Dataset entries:
=== Begin Enclosure ===
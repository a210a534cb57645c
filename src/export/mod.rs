//! Tabular export of decoded telemetry
//!
//! ## Usage Example
//!
//! ```rust,no_run
//! use racebox_link::export::{ColumnRegistry, export_csv, parse_column_list};
//!
//! fn convert() -> racebox_link::Result<()> {
//!     let columns = parse_column_list("Utc,lat,lon,speed_kph,fixOK");
//!     let rows = export_csv("history.hex", "history.csv", &columns)?;
//!     println!("{rows} rows, {} columns available", ColumnRegistry::standard().len());
//!     Ok(())
//! }
//! ```

pub mod columns;
pub mod csv;

pub use columns::{
    Column, ColumnRegistry, ColumnSelection, DEFAULT_COLUMNS, STANDARD_COLUMNS, parse_column_list,
};
pub use csv::{CsvExporter, export_csv, export_csv_default, export_csv_with};
//! Stream throttling utilities

use futures::Stream;
use pin_project_lite::pin_project;
use std::pin::Pin;
use std::task::{Context, Poll};
use std::time::Duration;
use tokio::time::{Instant, Sleep, sleep_until};

/// Extension trait to add throttling to any Stream
pub trait ThrottleExt: Stream {
    /// Throttle the stream to emit at most once per interval
    ///
    /// Uses "latest-wins" semantics - if multiple items arrive
    /// during an interval, only the latest is emitted. The last item before
    /// the source ends is always emitted.
    fn throttle(self, duration: Duration) -> Throttle<Self, fn(&Self::Item) -> bool>
    where
        Self: Sized,
    {
        Throttle::new(self, duration, never::<Self::Item> as fn(&Self::Item) -> bool)
    }

    /// Like [`throttle`](ThrottleExt::throttle), but items matching
    /// `immediate` bypass the interval and are never coalesced away.
    fn throttle_with<F>(self, duration: Duration, immediate: F) -> Throttle<Self, F>
    where
        Self: Sized,
        F: FnMut(&Self::Item) -> bool,
    {
        Throttle::new(self, duration, immediate)
    }
}

impl<T: Stream> ThrottleExt for T {}

fn never<T>(_: &T) -> bool {
    false
}

pin_project! {
    /// A stream combinator that throttles emission rate
    pub struct Throttle<S: Stream, F> {
        #[pin]
        stream: S,
        delay: Pin<Box<Sleep>>,
        period: Duration,
        pending: Option<S::Item>,
        immediate: F,
        done: bool,
    }
}

impl<S: Stream, F> Throttle<S, F>
where
    F: FnMut(&S::Item) -> bool,
{
    /// Create a new throttled stream. The first item is emitted without delay.
    pub fn new(stream: S, period: Duration, immediate: F) -> Self {
        Self {
            stream,
            delay: Box::pin(sleep_until(Instant::now())),
            period,
            pending: None,
            immediate,
            done: false,
        }
    }
}

impl<S: Stream, F> Stream for Throttle<S, F>
where
    F: FnMut(&S::Item) -> bool,
{
    type Item = S::Item;

    fn poll_next(self: Pin<&mut Self>, cx: &mut Context<'_>) -> Poll<Option<Self::Item>> {
        let mut this = self.project();

        // Drain everything available, keeping only the latest
        while !*this.done {
            match this.stream.as_mut().poll_next(cx) {
                Poll::Ready(Some(item)) => {
                    if (this.immediate)(&item) {
                        *this.pending = None;
                        this.delay.as_mut().reset(Instant::now() + *this.period);
                        return Poll::Ready(Some(item));
                    }
                    *this.pending = Some(item);
                }
                Poll::Ready(None) => *this.done = true,
                Poll::Pending => break,
            }
        }

        if *this.done {
            return Poll::Ready(this.pending.take());
        }

        if this.pending.is_some() && this.delay.as_mut().poll(cx).is_ready() {
            this.delay.as_mut().reset(Instant::now() + *this.period);
            return Poll::Ready(this.pending.take());
        }

        Poll::Pending
    }
}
=== End Enclosure ===
What to work on: All of the entries above should be transcribed exactly, line for line.

Answer section:
repository a210a534cb57645c
filename src/export/mod.rs
//! Tabular export of decoded telemetry
//!
//! ## Usage Example
//!
//! ```rust,no_run
//! use racebox_link::export::{ColumnRegistry, export_csv, parse_column_list};
//!
//! fn convert() -> racebox_link::Result<()> {
//!     let columns = parse_column_list("Utc,lat,lon,speed_kph,fixOK");
//!     let rows = export_csv("history.hex", "history.csv", &columns)?;
//!     println!("{rows} rows, {} columns available", ColumnRegistry::standard().len());
//!     Ok(())
//! }
//! ```

pub mod columns;
pub mod csv;

pub use columns::{
    Column, ColumnRegistry, ColumnSelection, DEFAULT_COLUMNS, STANDARD_COLUMNS, parse_column_list,
};
pub use csv::{CsvExporter, export_csv, export_csv_default, export_csv_with};
//! Stream throttling utilities

use futures::Stream;
use pin_project_lite::pin_project;
use std::pin::Pin;
use std::task::{Context, Poll};
use std::time::Duration;
use tokio::time::{Instant, Sleep, sleep_until};

/// Extension trait to add throttling to any Stream
pub trait ThrottleExt: Stream {
    /// Throttle the stream to emit at most once per interval
    ///
    /// Uses "latest-wins" semantics - if multiple items arrive
    /// during an interval, only the latest is emitted. The last item before
    /// the source ends is always emitted.
    fn throttle(self, duration: Duration) -> Throttle<Self, fn(&Self::Item) -> bool>
    where
        Self: Sized,
    {
        Throttle::new(self, duration, never::<Self::Item> as fn(&Self::Item) -> bool)
    }

    /// Like [`throttle`](ThrottleExt::throttle), but items matching
    /// `immediate` bypass the interval and are never coalesced away.
    fn throttle_with<F>(self, duration: Duration, immediate: F) -> Throttle<Self, F>
    where
        Self: Sized,
        F: FnMut(&Self::Item) -> bool,
    {
        Throttle::new(self, duration, immediate)
    }
}

impl<T: Stream> ThrottleExt for T {}

fn never<T>(_: &T) -> bool {
    false
}

pin_project! {
    /// A stream combinator that throttles emission rate
    pub struct Throttle<S: Stream, F> {
        #[pin]
        stream: S,
        delay: Pin<Box<Sleep>>,
        period: Duration,
        pending: Option<S::Item>,
        immediate: F,
        done: bool,
    }
}

impl<S: Stream, F> Throttle<S, F>
where
    F: FnMut(&S::Item) -> bool,
{
    /// Create a new throttled stream. The first item is emitted without delay.
    pub fn new(stream: S, period: Duration, immediate: F) -> Self {
        Self {
            stream,
            delay: Box::pin(sleep_until(Instant::now())),
            period,
            pending: None,
            immediate,
            done: false,
        }
    }
}

impl<S: Stream, F> Stream for Throttle<S, F>
where
    F: FnMut(&S::Item) -> bool,
{
    type Item = S::Item;

    fn poll_next(self: Pin<&mut Self>, cx: &mut Context<'_>) -> Poll<Option<Self::Item>> {
        let mut this = self.project();

        // Drain everything available, keeping only the latest
        while !*this.done {
            match this.stream.as_mut().poll_next(cx) {
                Poll::Ready(Some(item)) => {
                    if (this.immediate)(&item) {
                        *this.pending = None;
                        this.delay.as_mut().reset(Instant::now() + *this.period);
                        return Poll::Ready(Some(item));
                    }
                    *this.pending = Some(item);
                }
                Poll::Ready(None) => *this.done = true,
                Poll::Pending => break,
            }
        }

        if *this.done {
            return Poll::Ready(this.pending.take());
        }

        if this.pending.is_some() && this.delay.as_mut().poll(cx).is_ready() {
            this.delay.as_mut().reset(Instant::now() + *this.period);
            return Poll::Ready(this.pending.take());
        }

        Poll::Pending
    }
}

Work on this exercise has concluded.